Cara berdagang yang tidak adil dan ekonomi pasar yang tidak terbuka, merupakan titik perselisihan utama dalam perdagangan AS dengan Komunis Tiongkok (KT).

Wakil Presiden AS Mike Pence dalam APEC CEO Summit telah menjelaskan, KT memiliki “penghalang perdagangan raksasa” antara lain: kuota impor, pemaksaan peralihan teknologi, pencurian kekayaan intelektual, subsidi industri dan lain sebagainya, “Besarnya skalanya belum pernah ada sebelumnya”.

Pence ketika itu juga menekankan, “Amerika tidak akan mengubah jalurnya, sampai Komunis Tiongkok benar-benar telah mengubah perilakunya.”

Namun demikian, pernyataan Komunis Tiongkok dalam KTT APEC kali ini justru lebih dulu menyebut Tiongkok adalah “negara sedang berkembang”, lalu disusul dengan pernyataan “di dalam WTO ‘perlakuan dan perbedaan khusus’ adalah pondasi penting. Prinsip ini tidak bisa disangkal”.

Seperti diketahui, Tiongkok telah menjadi badan ekonomi kedua terbesar dunia, sebelum perang dagang dimulai, media massa Komunis Tiongkok pernah terus mempropagandakan skala ekonomi RRT akan melampaui Amerika di tahun 2020.
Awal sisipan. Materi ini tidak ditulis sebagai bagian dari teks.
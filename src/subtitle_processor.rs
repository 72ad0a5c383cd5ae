use std::fmt;
use std::fs;
use std::path::Path;

use anyhow::{anyhow, Context, Result};
use log::{debug, warn};
use once_cell::sync::Lazy;
use regex::Regex;

// @module: Advanced SubStation Alpha (ASS) subtitle tracks

// @const: ASS timestamp regex (H:MM:SS.cc)
static TIMESTAMP_REGEX: Lazy<Regex> = Lazy::new(|| {
    Regex::new(r"^(\d+):(\d{2}):(\d{2})\.(\d{2})$").expect("timestamp pattern is valid")
});

/// Field order written in the `[V4+ Styles]` section
pub const STYLE_FORMAT: &str = "Name, Fontname, Fontsize, PrimaryColour, SecondaryColour, OutlineColour, \
BackColour, Bold, Italic, Underline, StrikeOut, ScaleX, ScaleY, Spacing, Angle, BorderStyle, Outline, \
Shadow, Alignment, MarginL, MarginR, MarginV, Encoding";

/// Field order written in the `[Events]` section
pub const EVENT_FORMAT: &str = "Layer, Start, End, Style, Name, MarginL, MarginR, MarginV, Effect, Text";

// @struct: Named ASS style, one field per `Format:` column
#[derive(Debug, Clone, PartialEq)]
pub struct SubtitleStyle {
    pub name: String,
    pub fontname: String,
    pub fontsize: f32,
    pub primary_colour: String,
    pub secondary_colour: String,
    pub outline_colour: String,
    pub back_colour: String,
    pub bold: bool,
    pub italic: bool,
    pub underline: bool,
    pub strike_out: bool,
    /// Horizontal and vertical scale in percent
    pub scale_x: f32,
    pub scale_y: f32,
    pub spacing: f32,
    pub angle: f32,
    /// 1 for outline and drop shadow, 3 for an opaque box
    pub border_style: u8,
    pub outline: f32,
    pub shadow: f32,
    /// Numpad-style screen position (1-9)
    pub alignment: u8,
    pub margin_l: u32,
    pub margin_r: u32,
    pub margin_v: u32,
    pub encoding: i32,
}

impl SubtitleStyle {
    pub fn new(name: &str, fontsize: f32, alignment: u8, bold: bool) -> Self {
        SubtitleStyle {
            name: name.to_string(),
            fontname: "Arial".to_string(),
            fontsize,
            primary_colour: "&H00FFFFFF".to_string(),
            secondary_colour: "&H000000FF".to_string(),
            outline_colour: "&H00000000".to_string(),
            back_colour: "&H00000000".to_string(),
            bold,
            italic: false,
            underline: false,
            strike_out: false,
            scale_x: 100.0,
            scale_y: 100.0,
            spacing: 0.0,
            angle: 0.0,
            border_style: 1,
            outline: 2.0,
            shadow: 2.0,
            alignment,
            margin_l: 10,
            margin_r: 10,
            margin_v: 10,
            encoding: 1,
        }
    }

    /// Build a style from a `Style:` line given the section's `Format:` fields.
    /// Fields the format doesn't list keep their defaults.
    fn from_fields(format: &[String], values: &[&str]) -> Result<Self> {
        if format.len() != values.len() {
            return Err(anyhow!("Style has {} values but format lists {} fields", values.len(), format.len()));
        }
        let mut style = SubtitleStyle::new("Default", 20.0, 2, false);
        for (field, value) in format.iter().zip(values) {
            let value = value.trim();
            let invalid = || format!("Invalid {} in style: {}", field, value);
            match field.as_str() {
                "Name" => style.name = value.to_string(),
                "Fontname" => style.fontname = value.to_string(),
                "Fontsize" => style.fontsize = value.parse().with_context(invalid)?,
                "PrimaryColour" => style.primary_colour = value.to_string(),
                "SecondaryColour" => style.secondary_colour = value.to_string(),
                "OutlineColour" => style.outline_colour = value.to_string(),
                "BackColour" => style.back_colour = value.to_string(),
                "Bold" => style.bold = value != "0",
                "Italic" => style.italic = value != "0",
                "Underline" => style.underline = value != "0",
                "StrikeOut" => style.strike_out = value != "0",
                "ScaleX" => style.scale_x = value.parse().with_context(invalid)?,
                "ScaleY" => style.scale_y = value.parse().with_context(invalid)?,
                "Spacing" => style.spacing = value.parse().with_context(invalid)?,
                "Angle" => style.angle = value.parse().with_context(invalid)?,
                "BorderStyle" => style.border_style = value.parse().with_context(invalid)?,
                "Outline" => style.outline = value.parse().with_context(invalid)?,
                "Shadow" => style.shadow = value.parse().with_context(invalid)?,
                "Alignment" => style.alignment = value.parse().with_context(invalid)?,
                "MarginL" => style.margin_l = value.parse().with_context(invalid)?,
                "MarginR" => style.margin_r = value.parse().with_context(invalid)?,
                "MarginV" => style.margin_v = value.parse().with_context(invalid)?,
                "Encoding" => style.encoding = value.parse().with_context(invalid)?,
                _ => debug!("Ignoring style field {}", field),
            }
        }
        Ok(style)
    }
}

impl fmt::Display for SubtitleStyle {
    fn fmt(&self, f: &mut fmt::Formatter) -> fmt::Result {
        // ASS booleans are -1 for true
        let flag = |value: bool| if value { -1 } else { 0 };
        write!(
            f,
            "Style: {},{},{},{},{},{},{},{},{},{},{},{},{},{},{},{},{},{},{},{},{},{},{}",
            self.name,
            self.fontname,
            self.fontsize,
            self.primary_colour,
            self.secondary_colour,
            self.outline_colour,
            self.back_colour,
            flag(self.bold),
            flag(self.italic),
            flag(self.underline),
            flag(self.strike_out),
            self.scale_x,
            self.scale_y,
            self.spacing,
            self.angle,
            self.border_style,
            self.outline,
            self.shadow,
            self.alignment,
            self.margin_l,
            self.margin_r,
            self.margin_v,
            self.encoding,
        )
    }
}

// @struct: Single dialogue event
#[derive(Debug, Clone, PartialEq)]
pub struct SubtitleEvent {
    // @field: Start time in ms
    pub start_time_ms: u64,

    // @field: End time in ms
    pub end_time_ms: u64,

    // @field: Style name
    pub style: String,

    // @field: Event name (actor field)
    pub name: String,

    // @field: Event text
    pub text: String,
}

impl SubtitleEvent {
    pub fn new(start_time_ms: u64, end_time_ms: u64, style: &str, name: &str, text: impl Into<String>) -> Self {
        SubtitleEvent {
            start_time_ms,
            end_time_ms,
            style: style.to_string(),
            name: name.to_string(),
            text: text.into(),
        }
    }

    /// Parse an ASS timestamp (H:MM:SS.cc) to milliseconds
    pub fn parse_timestamp(timestamp: &str) -> Result<u64> {
        let caps = TIMESTAMP_REGEX
            .captures(timestamp.trim())
            .ok_or_else(|| anyhow!("Invalid timestamp format: {}", timestamp))?;

        let hours: u64 = caps[1].parse().context("Failed to parse hours")?;
        let minutes: u64 = caps[2].parse().context("Failed to parse minutes")?;
        let seconds: u64 = caps[3].parse().context("Failed to parse seconds")?;
        let centis: u64 = caps[4].parse().context("Failed to parse centiseconds")?;

        if minutes >= 60 || seconds >= 60 {
            return Err(anyhow!("Invalid time components in timestamp: {}", timestamp));
        }

        Ok(hours * 3_600_000 + minutes * 60_000 + seconds * 1_000 + centis * 10)
    }

    /// Format milliseconds as an ASS timestamp, rounded to centiseconds
    pub fn format_timestamp(ms: u64) -> String {
        let centis = (ms + 5) / 10;
        let hours = centis / 360_000;
        let minutes = (centis % 360_000) / 6_000;
        let seconds = (centis % 6_000) / 100;
        let centis = centis % 100;

        format!("{}:{:02}:{:02}.{:02}", hours, minutes, seconds, centis)
    }
}

impl fmt::Display for SubtitleEvent {
    fn fmt(&self, f: &mut fmt::Formatter) -> fmt::Result {
        write!(
            f,
            "Dialogue: 0,{},{},{},{},0,0,0,,{}",
            Self::format_timestamp(self.start_time_ms),
            Self::format_timestamp(self.end_time_ms),
            self.style,
            self.name,
            self.text.replace('\n', "\\N"),
        )
    }
}

/// An ASS subtitle track: script info, styles and events
#[derive(Debug, Clone, Default)]
pub struct SubtitleTrack {
    /// `[Script Info]` key/values in insertion order
    pub info: Vec<(String, String)>,

    /// Named styles
    pub styles: Vec<SubtitleStyle>,

    /// Dialogue events
    pub events: Vec<SubtitleEvent>,
}

impl SubtitleTrack {
    /// An empty track with the built-in caption styles
    pub fn blank() -> Self {
        let mut track = SubtitleTrack::default();
        track.set_info("ScriptType", "v4.00+");
        track.set_info("WrapStyle", "0");
        track.set_info("ScaledBorderAndShadow", "yes");
        track.set_info("PlayResX", "1920");
        track.set_info("PlayResY", "1080");
        track.styles = vec![
            SubtitleStyle::new("Old English", 64.0, 8, false),
            SubtitleStyle::new("Modern English", 52.0, 2, false),
            SubtitleStyle::new("Big Numbers", 120.0, 9, true),
            SubtitleStyle::new("All Numbers", 36.0, 3, false),
            SubtitleStyle::new("Fitt Headings", 80.0, 5, true),
        ];
        track
    }

    /// Load a blank container from an ASS template, dropping its events.
    /// Falls back to [`SubtitleTrack::blank`] when the template doesn't exist.
    pub fn load_template<P: AsRef<Path>>(path: P) -> Result<Self> {
        let path = path.as_ref();
        if !path.exists() {
            debug!("No subtitle template at {}, using built-in styles", path.display());
            return Ok(Self::blank());
        }

        let content = fs::read_to_string(path)
            .with_context(|| format!("Failed to read subtitle template: {}", path.display()))?;
        let mut track = Self::parse_ass_string(&content)
            .with_context(|| format!("Failed to parse subtitle template: {}", path.display()))?;
        track.events.clear();
        Ok(track)
    }

    /// Parse the script info and styles of an ASS document. Events are not
    /// read back; templates only contribute their header.
    pub fn parse_ass_string(content: &str) -> Result<Self> {
        let mut track = SubtitleTrack::default();
        let mut section = String::new();
        let mut style_format: Vec<String> = Vec::new();

        for (line_no, line) in content.lines().enumerate() {
            let trimmed = line.trim().trim_start_matches('\u{feff}');
            if trimmed.is_empty() || trimmed.starts_with(';') {
                continue;
            }

            if trimmed.starts_with('[') && trimmed.ends_with(']') {
                section = trimmed.to_string();
                continue;
            }

            let Some((key, value)) = trimmed.split_once(':') else {
                warn!("Ignoring malformed ASS line {}: {}", line_no + 1, trimmed);
                continue;
            };
            let value = value.trim();

            match section.as_str() {
                "[Script Info]" => track.set_info(key.trim(), value),
                "[V4+ Styles]" | "[V4 Styles]" => match key.trim() {
                    "Format" => {
                        style_format = value.split(',').map(|f| f.trim().to_string()).collect();
                    }
                    "Style" => {
                        if style_format.is_empty() {
                            return Err(anyhow!("Style before Format at line {}", line_no + 1));
                        }
                        let values: Vec<&str> = value.split(',').collect();
                        track.styles.push(SubtitleStyle::from_fields(&style_format, &values)?);
                    }
                    _ => {}
                },
                _ => {}
            }
        }

        if !track.info.iter().any(|(key, _)| key == "ScriptType") {
            return Err(anyhow!("Missing ScriptType in [Script Info]"));
        }

        Ok(track)
    }

    /// Set a `[Script Info]` field, replacing an existing value
    pub fn set_info(&mut self, key: &str, value: impl Into<String>) {
        let value = value.into();
        match self.info.iter_mut().find(|(existing, _)| existing == key) {
            Some(entry) => entry.1 = value,
            None => self.info.push((key.to_string(), value)),
        }
    }

    /// Value of a `[Script Info]` field
    pub fn info(&self, key: &str) -> Option<&str> {
        self.info
            .iter()
            .find(|(existing, _)| existing == key)
            .map(|(_, value)| value.as_str())
    }

    /// Whether a style with this name is defined
    pub fn has_style(&self, name: &str) -> bool {
        self.styles.iter().any(|style| style.name == name)
    }

    /// Write the track to an ASS file
    pub fn write_to_ass<P: AsRef<Path>>(&self, path: P) -> Result<()> {
        let path = path.as_ref();
        if let Some(parent) = path.parent() {
            fs::create_dir_all(parent)
                .with_context(|| format!("Failed to create directory: {}", parent.display()))?;
        }
        fs::write(path, self.to_string())
            .with_context(|| format!("Failed to write subtitle file: {}", path.display()))
    }
}

impl fmt::Display for SubtitleTrack {
    fn fmt(&self, f: &mut fmt::Formatter) -> fmt::Result {
        writeln!(f, "[Script Info]")?;
        writeln!(f, "; Script generated by voxbeowulf")?;
        for (key, value) in &self.info {
            writeln!(f, "{}: {}", key, value)?;
        }
        writeln!(f)?;

        writeln!(f, "[V4+ Styles]")?;
        writeln!(f, "Format: {}", STYLE_FORMAT)?;
        for style in &self.styles {
            writeln!(f, "{}", style)?;
        }
        writeln!(f)?;

        writeln!(f, "[Events]")?;
        writeln!(f, "Format: {}", EVENT_FORMAT)?;
        for event in &self.events {
            writeln!(f, "{}", event)?;
        }
        Ok(())
    }
}
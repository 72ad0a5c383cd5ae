use anyhow::{Context, Result};
use std::fs;
use std::path::{Path, PathBuf};

// @module: File and directory utilities

// @struct: File operations utility
pub struct FileManager;

impl FileManager {
    // @checks: File existence
    pub fn file_exists<P: AsRef<Path>>(path: P) -> bool {
        path.as_ref().exists() && path.as_ref().is_file()
    }

    // @creates: Directory and parents if needed
    pub fn ensure_dir<P: AsRef<Path>>(path: P) -> Result<()> {
        let path = path.as_ref();
        if !path.as_os_str().is_empty() && !path.exists() {
            fs::create_dir_all(path)
                .with_context(|| format!("Failed to create directory: {:?}", path))?;
        }
        Ok(())
    }

    // @generates: Output path for an export of the text
    // @params: data_dir, file_stem, extension
    pub fn generate_output_path<P: AsRef<Path>>(data_dir: P, file_stem: &str, extension: &str) -> PathBuf {
        let mut output_filename = file_stem.to_string();
        output_filename.push('.');
        output_filename.push_str(extension);
        data_dir.as_ref().join(output_filename)
    }

    /// Read a file to a string
    pub fn read_to_string<P: AsRef<Path>>(path: P) -> Result<String> {
        fs::read_to_string(&path)
            .with_context(|| format!("Failed to read file: {:?}", path.as_ref()))
    }

    /// Write a string to a file
    pub fn write_to_file<P: AsRef<Path>>(path: P, content: &str) -> Result<()> {
        // Ensure the parent directory exists
        if let Some(parent) = path.as_ref().parent() {
            Self::ensure_dir(parent)?;
        }

        fs::write(&path, content)
            .with_context(|| format!("Failed to write to file: {:?}", path.as_ref()))?;

        Ok(())
    }
}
Kini prinsip Beijing tidak berubah namun bersikap merendah, tak lain karena berharap agar bisa mendapatkan perlakuan istimewa sebagai negara lemah di dalam WTO, mempertahankan kondisi saat ini, dan terus memanfaatkan cara perdagangan tidak adil, mencari celah di dalam peraturan agar bisa mendapat keuntungan dari negara anggota WTO lainnya.

Perselisihan Kedua: Mencuri Kekayaan Intelektual, Paksa Peralihan Teknologi

Mencuri kekayaan intelektual dan memaksa perusahaan mengalihkan teknologi, adalah konflik inti lainnya antara AS dengan RRT. Dalam hal ini, pihak RRT juga membantah dengan setumpuk argumen yang dibuat-buat.

Komunis Tiongkok menyatakan, “Setiap negara berhak untuk mendapat manfaat dari inovasi teknologi yang diraih dengan upaya bekerjasama dengan dunia internasional. Hasil dari inovasi teknologi tidak seharusnya ditutupi, dan juga tidak seharusnya menjadi alat bagi hanya segelintir orang untuk mendapat keuntungan.”

Pernyataan yang sepertinya sangat kuat dan beralasan itu, telah dimanfaatkan oleh KT untuk menutupi kejahatan pencurian kekayaan intelektual milik negara lain lewat cara-cara ilegalnya seperti lewat mata-mata, hacker dan lain sebagainya.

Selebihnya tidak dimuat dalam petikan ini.